Whichever lines of the material contain "IncompleteOrder", copy each of them.

---------- Data shown ----------

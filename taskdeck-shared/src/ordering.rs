/// Position assignment and full-list reorder semantics
///
/// The client's drag-and-drop UI computes a final id sequence and submits
/// it whole; nothing here does incremental position math. A reorder is
/// accepted only when the sequence is an exact permutation of the owner's
/// current task set, and is then applied as a single transaction: position
/// becomes the index in the sequence, and concurrent readers never observe
/// a half-applied ordering.
///
/// Rejection rules:
///
/// - a duplicated id, an id matching no task, or an omitted owned id is a
///   validation failure and leaves every stored position unchanged;
/// - an id that belongs to another user's task is an authorization
///   failure — the whole request is rejected, not just that id.
///
/// Concurrent reorders of the same list are last-write-wins by design;
/// the transaction only guarantees that no torn ordering is observable.
///
/// # Example
///
/// ```no_run
/// use taskdeck_shared::ordering::reorder_tasks;
/// use sqlx::PgPool;
/// use uuid::Uuid;
///
/// # async fn example(pool: PgPool, owner: Uuid, order: Vec<Uuid>) -> Result<(), Box<dyn std::error::Error>> {
/// reorder_tasks(&pool, owner, &order).await?;
/// # Ok(())
/// # }
/// ```

use sqlx::PgPool;
use std::collections::HashSet;
use uuid::Uuid;

/// Error type for reorder operations
#[derive(Debug, thiserror::Error)]
pub enum OrderingError {
    /// The sequence lists the same task twice
    #[error("Reorder sequence contains task {0} more than once")]
    DuplicateId(Uuid),

    /// The sequence omits tasks from the current list
    #[error("Reorder sequence is missing {0} task(s) from the current list")]
    IncompleteOrder(usize),

    /// The sequence references an id that matches no task
    #[error("Reorder sequence references unknown task {0}")]
    UnknownId(Uuid),

    /// The sequence references tasks owned by another user
    #[error("Reorder sequence references {} task(s) owned by another user", .0.len())]
    ForeignIds(Vec<Uuid>),

    /// Database failure
    #[error(transparent)]
    Database(#[from] sqlx::Error),
}

impl OrderingError {
    /// Whether this rejection is an authorization failure (vs validation)
    pub fn is_authorization(&self) -> bool {
        matches!(self, OrderingError::ForeignIds(_))
    }
}

/// Difference between a requested ordering and the owned id set
#[derive(Debug, Default, PartialEq, Eq)]
pub struct OrderDiff {
    /// Ids in the request that are not in the owned set
    pub extra: Vec<Uuid>,

    /// Number of owned ids absent from the request
    pub missing: usize,
}

impl OrderDiff {
    /// True when the request is an exact permutation of the owned set
    pub fn is_permutation(&self) -> bool {
        self.extra.is_empty() && self.missing == 0
    }
}

/// Compares a requested ordering against the owned id set
///
/// Fails fast on duplicates; otherwise reports which requested ids fall
/// outside the owned set and how many owned ids were omitted. The caller
/// decides whether extra ids are an authorization or a validation failure
/// (that needs a database probe — see [`reorder_tasks`]).
pub fn diff_order(owned: &HashSet<Uuid>, order: &[Uuid]) -> Result<OrderDiff, OrderingError> {
    let mut seen = HashSet::with_capacity(order.len());
    let mut extra = Vec::new();

    for id in order {
        if !seen.insert(*id) {
            return Err(OrderingError::DuplicateId(*id));
        }
        if !owned.contains(id) {
            extra.push(*id);
        }
    }

    let matched = order.len() - extra.len();
    Ok(OrderDiff {
        extra,
        missing: owned.len() - matched,
    })
}

/// Applies a full reorder of an owner's task list
///
/// Validates that `order` is a permutation of the owner's current task
/// ids, then assigns each task a position equal to its index, committing
/// all updates in one transaction. On any error the stored positions are
/// left exactly as they were.
///
/// # Errors
///
/// - [`OrderingError::DuplicateId`], [`OrderingError::IncompleteOrder`],
///   [`OrderingError::UnknownId`] — the sequence is not a permutation of
///   the owned set;
/// - [`OrderingError::ForeignIds`] — the sequence names tasks owned by
///   someone else;
/// - [`OrderingError::Database`] — the store failed; the transaction is
///   rolled back.
pub async fn reorder_tasks(
    pool: &PgPool,
    owner_id: Uuid,
    order: &[Uuid],
) -> Result<(), OrderingError> {
    let owned: Vec<Uuid> = sqlx::query_scalar("SELECT id FROM tasks WHERE user_id = $1")
        .bind(owner_id)
        .fetch_all(pool)
        .await?;
    let owned: HashSet<Uuid> = owned.into_iter().collect();

    let diff = diff_order(&owned, order)?;

    if !diff.extra.is_empty() {
        // Ids outside the owned set: someone else's tasks are rejected
        // wholesale as an authorization failure, ids matching nothing as
        // a validation failure.
        let foreign: Vec<Uuid> = sqlx::query_scalar("SELECT id FROM tasks WHERE id = ANY($1)")
            .bind(&diff.extra)
            .fetch_all(pool)
            .await?;

        if !foreign.is_empty() {
            return Err(OrderingError::ForeignIds(foreign));
        }
        return Err(OrderingError::UnknownId(diff.extra[0]));
    }

    if diff.missing > 0 {
        return Err(OrderingError::IncompleteOrder(diff.missing));
    }

    let mut tx = pool.begin().await?;

    for (index, id) in order.iter().enumerate() {
        sqlx::query("UPDATE tasks SET position = $1, updated_at = NOW() WHERE id = $2 AND user_id = $3")
            .bind(index as i32)
            .bind(id)
            .bind(owner_id)
            .execute(&mut *tx)
            .await?;
    }

    tx.commit().await?;

    tracing::debug!(owner = %owner_id, count = order.len(), "Task list reordered");
    Ok(())
}

#[cfg(test)]
mod tests {
    use super::*;

    fn ids(n: usize) -> Vec<Uuid> {
        (0..n).map(|_| Uuid::new_v4()).collect()
    }

    #[test]
    fn test_exact_permutation_passes() {
        let owned_ids = ids(3);
        let owned: HashSet<Uuid> = owned_ids.iter().copied().collect();

        // Reversed order is still a permutation
        let mut order = owned_ids.clone();
        order.reverse();

        let diff = diff_order(&owned, &order).unwrap();
        assert!(diff.is_permutation());
    }

    #[test]
    fn test_empty_list_accepts_empty_order() {
        let owned = HashSet::new();
        let diff = diff_order(&owned, &[]).unwrap();
        assert!(diff.is_permutation());
    }

    #[test]
    fn test_duplicate_id_is_rejected() {
        let owned_ids = ids(2);
        let owned: HashSet<Uuid> = owned_ids.iter().copied().collect();

        let order = vec![owned_ids[0], owned_ids[1], owned_ids[0]];
        let err = diff_order(&owned, &order).unwrap_err();
        assert!(matches!(err, OrderingError::DuplicateId(id) if id == owned_ids[0]));
    }

    #[test]
    fn test_missing_id_is_reported() {
        let owned_ids = ids(3);
        let owned: HashSet<Uuid> = owned_ids.iter().copied().collect();

        let diff = diff_order(&owned, &owned_ids[..2]).unwrap();
        assert_eq!(diff.missing, 1);
        assert!(diff.extra.is_empty());
        assert!(!diff.is_permutation());
    }

    #[test]
    fn test_extra_id_is_reported() {
        let owned_ids = ids(2);
        let owned: HashSet<Uuid> = owned_ids.iter().copied().collect();

        let stranger = Uuid::new_v4();
        let order = vec![owned_ids[0], owned_ids[1], stranger];

        let diff = diff_order(&owned, &order).unwrap();
        assert_eq!(diff.extra, vec![stranger]);
        assert_eq!(diff.missing, 0);
        assert!(!diff.is_permutation());
    }

    #[test]
    fn test_swapped_in_id_counts_both_ways() {
        // Replacing an owned id with a foreign one is both an omission
        // and an extra; either is enough to reject the request.
        let owned_ids = ids(2);
        let owned: HashSet<Uuid> = owned_ids.iter().copied().collect();

        let order = vec![owned_ids[0], Uuid::new_v4()];
        let diff = diff_order(&owned, &order).unwrap();
        assert_eq!(diff.extra.len(), 1);
        assert_eq!(diff.missing, 1);
    }

    #[test]
    fn test_foreign_rejection_is_authorization() {
        assert!(OrderingError::ForeignIds(vec![Uuid::new_v4()]).is_authorization());
        assert!(!OrderingError::DuplicateId(Uuid::new_v4()).is_authorization());
        assert!(!OrderingError::IncompleteOrder(1).is_authorization());
        assert!(!OrderingError::UnknownId(Uuid::new_v4()).is_authorization());
    }

    // The transactional apply (position == index, all-or-nothing) is
    // covered against a live database in tests/store_tests.rs
}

----------

**Result for this exercise:**
    IncompleteOrder(usize),
/// - [`OrderingError::DuplicateId`], [`OrderingError::IncompleteOrder`],
        return Err(OrderingError::IncompleteOrder(diff.missing));
        assert!(!OrderingError::IncompleteOrder(1).is_authorization());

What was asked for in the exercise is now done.